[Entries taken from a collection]
▽

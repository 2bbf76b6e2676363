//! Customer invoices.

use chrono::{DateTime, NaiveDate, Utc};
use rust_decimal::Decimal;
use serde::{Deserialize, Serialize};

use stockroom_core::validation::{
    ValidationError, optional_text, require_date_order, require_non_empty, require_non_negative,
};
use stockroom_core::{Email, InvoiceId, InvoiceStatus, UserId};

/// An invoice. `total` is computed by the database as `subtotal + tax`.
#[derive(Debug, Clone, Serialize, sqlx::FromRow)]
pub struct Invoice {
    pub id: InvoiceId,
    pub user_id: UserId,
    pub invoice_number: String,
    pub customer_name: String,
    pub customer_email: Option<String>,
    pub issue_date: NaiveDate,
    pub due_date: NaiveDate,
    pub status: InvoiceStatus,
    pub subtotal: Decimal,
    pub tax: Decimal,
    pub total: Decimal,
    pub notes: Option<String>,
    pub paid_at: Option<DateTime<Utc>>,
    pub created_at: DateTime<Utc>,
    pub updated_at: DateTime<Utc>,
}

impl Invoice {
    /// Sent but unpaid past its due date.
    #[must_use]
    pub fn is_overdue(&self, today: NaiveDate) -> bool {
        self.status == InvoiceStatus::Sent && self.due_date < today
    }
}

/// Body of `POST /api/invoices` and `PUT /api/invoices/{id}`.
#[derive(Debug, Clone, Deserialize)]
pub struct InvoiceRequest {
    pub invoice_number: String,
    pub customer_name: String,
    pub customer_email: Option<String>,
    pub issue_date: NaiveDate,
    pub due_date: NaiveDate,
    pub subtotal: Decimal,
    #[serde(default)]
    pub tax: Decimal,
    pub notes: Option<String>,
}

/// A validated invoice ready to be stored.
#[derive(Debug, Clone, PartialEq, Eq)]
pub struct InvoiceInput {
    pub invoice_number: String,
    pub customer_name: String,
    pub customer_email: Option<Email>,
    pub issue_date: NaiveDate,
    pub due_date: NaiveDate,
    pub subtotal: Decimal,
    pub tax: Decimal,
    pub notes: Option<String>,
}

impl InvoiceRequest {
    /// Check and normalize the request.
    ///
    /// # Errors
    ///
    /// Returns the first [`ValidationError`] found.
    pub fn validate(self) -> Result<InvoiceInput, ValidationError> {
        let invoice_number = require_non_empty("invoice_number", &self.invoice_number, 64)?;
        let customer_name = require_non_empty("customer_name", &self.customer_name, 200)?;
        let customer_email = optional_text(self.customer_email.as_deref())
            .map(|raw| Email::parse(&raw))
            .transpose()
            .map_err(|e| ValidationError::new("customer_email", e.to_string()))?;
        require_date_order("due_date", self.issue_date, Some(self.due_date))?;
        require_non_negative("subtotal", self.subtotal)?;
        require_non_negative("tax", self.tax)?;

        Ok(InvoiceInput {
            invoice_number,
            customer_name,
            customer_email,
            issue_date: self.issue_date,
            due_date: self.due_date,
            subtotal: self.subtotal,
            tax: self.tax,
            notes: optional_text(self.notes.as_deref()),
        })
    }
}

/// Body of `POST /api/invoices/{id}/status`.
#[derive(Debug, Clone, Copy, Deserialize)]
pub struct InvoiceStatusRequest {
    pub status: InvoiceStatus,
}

△

Problem requirements: When a line of the records includes "Body", that line belongs in the answer.

Answer section:
/// Body of `POST /api/invoices` and `PUT /api/invoices/{id}`.
/// Body of `POST /api/invoices/{id}/status`.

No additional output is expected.